The cataloguing toolkit is built upon two main components: a metadata model and a suite of open-source software applications. The model sets out specific fields to describe study profiles; characteristics of the subpopulations of participants; timing and design of data collection events; and datasets/variables collected at each data collection event. It also includes the possibility to annotate variables with different classification schemes. When combined, the model and software support implementation of study and variable catalogues and provide a powerful search engine to facilitate data discovery.
The Maelstrom Research cataloguing toolkit already serves several national and international initiatives and the suite of software is available to new initiatives through the Maelstrom Research website. With the support of new and existing partners, we hope to ensure regular improvements of the toolkit.
Citation: Bergeron J, Doiron D, Marcon Y, Ferretti V, Fortier I (2018) Fostering population-based cohort data discovery: The Maelstrom Research cataloguing toolkit. PLoS ONE 13(7): e0200926. https://doi.org/10.1371/journal.pone.0200926
Editor: Omid Beiki, Karolinska Institutet, SWEDEN
Received: March 15, 2018; Accepted: July 5, 2018; Published: July 24, 2018
Copyright: © 2018 Bergeron et al. This is an open access article distributed under the terms of the Creative Commons Attribution License, which permits unrestricted use, distribution, and reproduction in any medium, provided the original author and source are credited.
Data Availability: All relevant data are within the paper and its Supporting Information files.
Funding: This work is supported European Union's Seventh Framework Program (https://ec.europa.eu/research/fp7/index_en.cfm), 261433, 602068, 313010, IF; Province of Quebec's ' Ministere de l'Economie, de la Science et de I'Innovation' (https://www.economie.gouv.qc.ca/accueil/?no_cach=el), IF; National Institute on Aging (https://www.nia.nih.gov/), P01AG043362, IF; Canadian Partnership Against Cancer (https://www.partnershipagainstcancer.ca/fr/), IF; Canadian Institutes of Health Research (http://www.cihr-irsc.gc.ca/e/193.html), IF; Canadian Foundation for Innovation (https://www.innovation.ca/), IF; Ontario Institute for Cancer Research (https://oicr.on.ca/), IF; Genome Canada (https://www.genomecanada.ca/fr), IF; Genome Quebec (http://www.genomequebec.com/), IF; Epigeny (http://www.epigeny.io/), YM. The funders provided support in the form of salaries for authors [IF, JB, DD, YM, VF], but did not have any additional role in the study design, data collection and analysis, decision to publish, or preparation of the manuscript. The specific roles of these authors are articulated in the 'author contributions' section.

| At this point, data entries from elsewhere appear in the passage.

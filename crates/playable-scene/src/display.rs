//! Backend-agnostic draw output.
//!
//! Elements emit `DrawCommand`s with their effective (composed) transform
//! into a `DisplayList`; a renderer outside this crate consumes the list.

use palette::{FromColor, LinSrgba, Srgb, Srgba};

use crate::providers::Texture;

/// sRGB color with 8-bit channels.
pub type Color = Srgb<u8>;

/// Build a color from a `0xRRGGBB` literal.
#[inline]
pub fn color_from_hex(hex: u32) -> Color {
    Srgb::new(
        ((hex >> 16) & 0xff) as u8,
        ((hex >> 8) & 0xff) as u8,
        (hex & 0xff) as u8,
    )
}

/// Multiply every channel by `factor`, flooring each result.
#[inline]
pub fn darken(color: Color, factor: f32) -> Color {
    let scale = |c: u8| (c as f32 * factor).floor().clamp(0.0, 255.0) as u8;
    Srgb::new(scale(color.red), scale(color.green), scale(color.blue))
}

/// Linear premultiplied RGBA for GPU consumption.
#[inline]
pub fn to_linear_premul(color: Color, alpha: f32) -> [f32; 4] {
    let s = Srgba::new(
        color.red as f32 / 255.0,
        color.green as f32 / 255.0,
        color.blue as f32 / 255.0,
        alpha.clamp(0.0, 1.0),
    );
    let lin: LinSrgba = LinSrgba::from_color(s);
    [
        lin.red * lin.alpha,
        lin.green * lin.alpha,
        lin.blue * lin.alpha,
        lin.alpha,
    ]
}

/// Uniform-scale 2D transform with an opacity multiplier.
#[derive(Debug, Clone, Copy, PartialEq)]
pub struct Transform {
    pub translation: [f32; 2],
    pub scale: f32,
    pub opacity: f32,
}

impl Default for Transform {
    fn default() -> Self {
        Self::IDENTITY
    }
}

impl Transform {
    pub const IDENTITY: Self = Self {
        translation: [0.0, 0.0],
        scale: 1.0,
        opacity: 1.0,
    };

    pub fn new(translation: [f32; 2], scale: f32, opacity: f32) -> Self {
        Self {
            translation,
            scale,
            opacity,
        }
    }

    /// Compose a child transform expressed in this transform's space.
    pub fn then(&self, local: Transform) -> Transform {
        Transform {
            translation: self.apply(local.translation),
            scale: self.scale * local.scale,
            opacity: self.opacity * local.opacity,
        }
    }

    /// Map a local point into the parent space.
    pub fn apply(&self, point: [f32; 2]) -> [f32; 2] {
        [
            self.translation[0] + point[0] * self.scale,
            self.translation[1] + point[1] * self.scale,
        ]
    }
}

#[derive(Clone, Debug, PartialEq)]
pub enum DrawCommand {
    /// Rounded rectangle centered on `transform.translation`; `size` is unscaled.
    Rect {
        size: [f32; 2],
        radius: f32,
        color: Color,
        transform: Transform,
    },
    /// Centered text run.
    Text {
        text: String,
        font_size: f32,
        color: Color,
        transform: Transform,
    },
    /// Textured quad; `anchor` is the normalized pivot inside the texture.
    Sprite {
        texture: Texture,
        anchor: [f32; 2],
        transform: Transform,
    },
}

impl DrawCommand {
    pub fn transform(&self) -> &Transform {
        match self {
            Self::Rect { transform, .. }
            | Self::Text { transform, .. }
            | Self::Sprite { transform, .. } => transform,
        }
    }
}

#[derive(Clone, Debug, Default)]
pub struct DisplayList {
    pub size: [f32; 2],
    pub commands: Vec<DrawCommand>,
}

impl DisplayList {
    pub fn new(width: f32, height: f32) -> Self {
        Self {
            size: [width, height],
            commands: Vec::new(),
        }
    }

    /// Append a command. Fully transparent commands are dropped.
    pub fn push(&mut self, command: DrawCommand) {
        if command.transform().opacity <= 0.0 {
            return;
        }
        self.commands.push(command);
    }

    pub fn len(&self) -> usize {
        self.commands.len()
    }

    pub fn is_empty(&self) -> bool {
        self.commands.is_empty()
    }

    pub fn iter(&self) -> impl Iterator<Item = &DrawCommand> {
        self.commands.iter()
    }

    /// Text runs in draw order; handy for asserting what is on screen.
    pub fn texts(&self) -> Vec<&str> {
        self.commands
            .iter()
            .filter_map(|c| match c {
                DrawCommand::Text { text, .. } => Some(text.as_str()),
                _ => None,
            })
            .collect()
    }
}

Competing interests: I have read the journal's policy and the authors of this manuscript have the following competing interests: YM owns Epigeny, a company that offers services based on the Opal and Mica software described in this article. This does not alter our adherence to PLOS ONE policies on sharing data and materials.
In the last decades, millions of citizens across the world contributed time, information and biological specimens to population-based cohorts, which in turn led to major scientific progress and to a better understanding of the relation between numerous risk factors and health outcomes. However, many cohort databases remain under-exploited. To address this issue and speed up discovery, it is essential to offer timely access to cohort data and samples[1–3]. Providing the scientific community with open information about existing research data is an important step toward optimizing usage of these unique scientific resources. However, even for well-known cohorts, specific information on samples and data collected is often either not publicly available or in a format that does not allow to easily understand study design and content. The lack of accessible and structured documentation thus creates major barriers for investigators interested in understanding, properly interpreting and analyzing longitudinal study data.

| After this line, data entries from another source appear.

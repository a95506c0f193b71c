use crate::animation::{AnimatableProperty, Driver, OwnerId, TimelineId};
use crate::context::Context;
use crate::display::{Color, DisplayList, DrawCommand, Transform, color_from_hex, darken};
use crate::providers::Texture;

/// Soft halo drawn behind the background.
#[derive(Debug, Clone, Copy, PartialEq)]
pub struct Glow {
    pub color: Color,
    pub alpha: f32,
    pub size: f32,
}

#[derive(Debug, Clone, PartialEq)]
pub struct ButtonStyle {
    pub width: f32,
    pub height: f32,
    pub radius: f32,
    pub font_size: f32,
    pub text_color: Color,
    pub background: Color,
    pub glow: Option<Glow>,
}

impl Default for ButtonStyle {
    fn default() -> Self {
        Self {
            width: 160.0,
            height: 52.0,
            radius: 10.0,
            font_size: 24.0,
            text_color: color_from_hex(0xffffff),
            background: color_from_hex(0x000000),
            glow: None,
        }
    }
}

#[derive(Debug, Clone, Copy, PartialEq, Eq, Default)]
pub enum ButtonState {
    #[default]
    Normal,
    Pressed,
    Disabled,
}

#[derive(Debug)]
struct Cue {
    texture: Texture,
    timeline: TimelineId,
}

/// Pressable control with a smoothed press scale and an optional pulsing
/// hand cue.
///
/// The press driver runs for the whole lifetime of the button; `destroy`
/// must be called before the button is dropped.
#[derive(Debug)]
pub struct Button {
    owner: OwnerId,
    pub label: String,
    pub style: ButtonStyle,
    pub position: [f32; 2],
    state: ButtonState,
    press: TimelineId,
    target_scale: f32,
    cue: Option<Cue>,
}

impl Button {
    pub fn new(ctx: &mut Context, label: impl Into<String>, style: ButtonStyle) -> Self {
        let owner = OwnerId::new();
        let press = start_press_driver(ctx, owner);
        Self {
            owner,
            label: label.into(),
            style,
            position: [0.0, 0.0],
            state: ButtonState::Normal,
            press,
            target_scale: 1.0,
            cue: None,
        }
    }

    pub fn owner(&self) -> OwnerId {
        self.owner
    }

    pub fn state(&self) -> ButtonState {
        self.state
    }

    pub fn is_disabled(&self) -> bool {
        self.state == ButtonState::Disabled
    }

    pub fn set_position(&mut self, x: f32, y: f32) {
        self.position = [x, y];
    }

    /// Current render scale.
    pub fn scale(&self, ctx: &Context) -> f32 {
        ctx.scheduler.timeline_value(self.press).unwrap_or(1.0)
    }

    pub fn target_scale(&self) -> f32 {
        self.target_scale
    }

    /// Hit test against the unscaled bounds, centered on `position`.
    pub fn contains(&self, x: f32, y: f32) -> bool {
        let half_w = self.style.width / 2.0;
        let half_h = self.style.height / 2.0;
        (x - self.position[0]).abs() <= half_w && (y - self.position[1]).abs() <= half_h
    }

    /// Press-start. Plays the click sound and shrinks toward the pressed
    /// scale. Returns `false` when disabled.
    pub fn pointer_down(&mut self, ctx: &mut Context) -> bool {
        if self.is_disabled() {
            return false;
        }
        self.state = ButtonState::Pressed;
        let pressed = ctx.config().button.pressed_scale;
        self.retarget(ctx, pressed);
        ctx.sound.play_click();
        true
    }

    /// Press-end, inside or outside the bounds. Returns `true` when this
    /// completes a click.
    pub fn pointer_up(&mut self, ctx: &mut Context) -> bool {
        if self.state != ButtonState::Pressed {
            return false;
        }
        self.state = ButtonState::Normal;
        self.retarget(ctx, 1.0);
        true
    }

    /// Drop a press in progress without completing a click.
    pub fn cancel_press(&mut self, ctx: &mut Context) {
        if self.state == ButtonState::Pressed {
            self.state = ButtonState::Normal;
            self.retarget(ctx, 1.0);
        }
    }

    pub fn disable(&mut self, ctx: &mut Context) {
        self.state = ButtonState::Disabled;
        self.retarget(ctx, 1.0);
    }

    pub fn enable(&mut self) {
        if self.state == ButtonState::Disabled {
            self.state = ButtonState::Normal;
        }
    }

    /// Background color as drawn in the current state.
    pub fn background_color(&self, ctx: &Context) -> Color {
        if self.is_disabled() {
            darken(
                self.style.background,
                ctx.config().button.disabled_background_factor,
            )
        } else {
            self.style.background
        }
    }

    /// Label color as drawn in the current state.
    pub fn text_color(&self, ctx: &Context) -> Color {
        if self.is_disabled() {
            darken(self.style.text_color, ctx.config().button.disabled_text_factor)
        } else {
            self.style.text_color
        }
    }

    /// Show the pulsing hand cue at the bottom-right corner.
    pub fn show_cue(&mut self, ctx: &mut Context) {
        let cue = &ctx.config().cue;
        let texture = ctx.texture(&cue.texture);
        let driver = Driver::pulse(cue.base_scale, cue.amplitude, cue.speed);
        let timeline = ctx
            .scheduler
            .animate(self.owner, AnimatableProperty::CueScale, driver);
        self.cue = Some(Cue { texture, timeline });
    }

    pub fn hide_cue(&mut self, ctx: &mut Context) {
        if self.cue.take().is_some() {
            ctx.scheduler
                .cancel_property(self.owner, AnimatableProperty::CueScale);
        }
    }

    pub fn is_cue_visible(&self) -> bool {
        self.cue.is_some()
    }

    pub fn cue_scale(&self, ctx: &Context) -> Option<f32> {
        let cue = self.cue.as_ref()?;
        ctx.scheduler.timeline_value(cue.timeline)
    }

    pub fn destroy(&mut self, ctx: &mut Context) {
        ctx.scheduler.cancel_owner(self.owner);
        self.cue = None;
    }

    pub fn draw(&self, ctx: &Context, parent: Transform, list: &mut DisplayList) {
        let transform = parent.then(Transform::new(self.position, self.scale(ctx), 1.0));
        let size = [self.style.width, self.style.height];

        if let Some(glow) = self.style.glow {
            list.push(DrawCommand::Rect {
                size: [size[0] + glow.size * 2.0, size[1] + glow.size * 2.0],
                radius: self.style.radius + glow.size,
                color: glow.color,
                transform: transform.then(Transform::new([0.0, 0.0], 1.0, glow.alpha)),
            });
        }

        list.push(DrawCommand::Rect {
            size,
            radius: self.style.radius,
            color: self.background_color(ctx),
            transform,
        });
        list.push(DrawCommand::Text {
            text: self.label.clone(),
            font_size: self.style.font_size,
            color: self.text_color(ctx),
            transform,
        });

        if let Some(cue) = &self.cue {
            let scale = ctx
                .scheduler
                .timeline_value(cue.timeline)
                .unwrap_or(ctx.config().cue.base_scale);
            let offset = [self.style.width / 2.0, self.style.height * 0.1];
            list.push(DrawCommand::Sprite {
                texture: cue.texture.clone(),
                anchor: [1.0, 0.0],
                transform: transform.then(Transform::new(offset, scale, 1.0)),
            });
        }
    }

    fn retarget(&mut self, ctx: &mut Context, target: f32) {
        self.target_scale = target;
        if !ctx.scheduler.set_target(self.press, target) {
            // Driver was cancelled from outside; restart it at the target.
            self.press = start_press_driver(ctx, self.owner);
            ctx.scheduler.set_target(self.press, target);
        }
    }
}

fn start_press_driver(ctx: &mut Context, owner: OwnerId) -> TimelineId {
    let button = &ctx.config().button;
    let driver = Driver::smooth(1.0, button.smoothing, button.snap_epsilon);
    ctx.scheduler
        .animate(owner, AnimatableProperty::Scale, driver)
}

A number of study-specific or network catalogues have been developed over the years to promote discoverability of data and samples. The majority have been developed to answer the data documentation needs of individual studies[4–6]. However, the number of research networks co-analyzing data across studies has considerably increased in the past decade, leading to the implementation of central portals to document groups of studies[7–9]. The objectives of these catalogues vary, and they differ in the level of details they provide on the studies, variables and samples collected. But to truly unleash innovative research agendas and leverage usage of existing data, such catalogues need to be comprehensive and user friendly enough to easily estimate whether data: (1) is accessible to external researchers, (2) might serve to answer specific research questions (e.g. level of physical activity measured with a specific scale), and, when relevant, (3) is similar enough to enable co-analysis across multiple studies. Such criteria have been promoted in scientific data management and stewardship guidelines such as the recently published FAIR principles. An additional feature particularly useful is the access to summary statistics on study subjects, such as the number of participants presenting specific characteristics (e.g. diseases or exposures).
Open source and commercial software have been developed to support the creation of data and metadata portals[10–14]. Such software offers solutions for describing datasets and finding relevant data through searching and browsing features. However, most software applications are not specifically designed for answering the practical requirements of cohorts and networks of cohorts. Therefore, individual research initiatives often need to adapt existing software or develop in-house solutions[15,16]. But developing a metadata portal is resource intensive and as generic solutions are rarely used, interoperability across partner initiatives is limited. If we are to foster a more open approach to research and optimize data discovery, we should provide access to interoperable, flexible and cost-effective software solutions to support cataloguing of longitudinal cohort data.
The present paper describes the approach and software developed by the Maelstrom Research team to answer the need for a general and customizable solution to support the creation of comprehensive and user-friendly study- and network-specific catalogues used to leverage epidemiological research making use of cohort data.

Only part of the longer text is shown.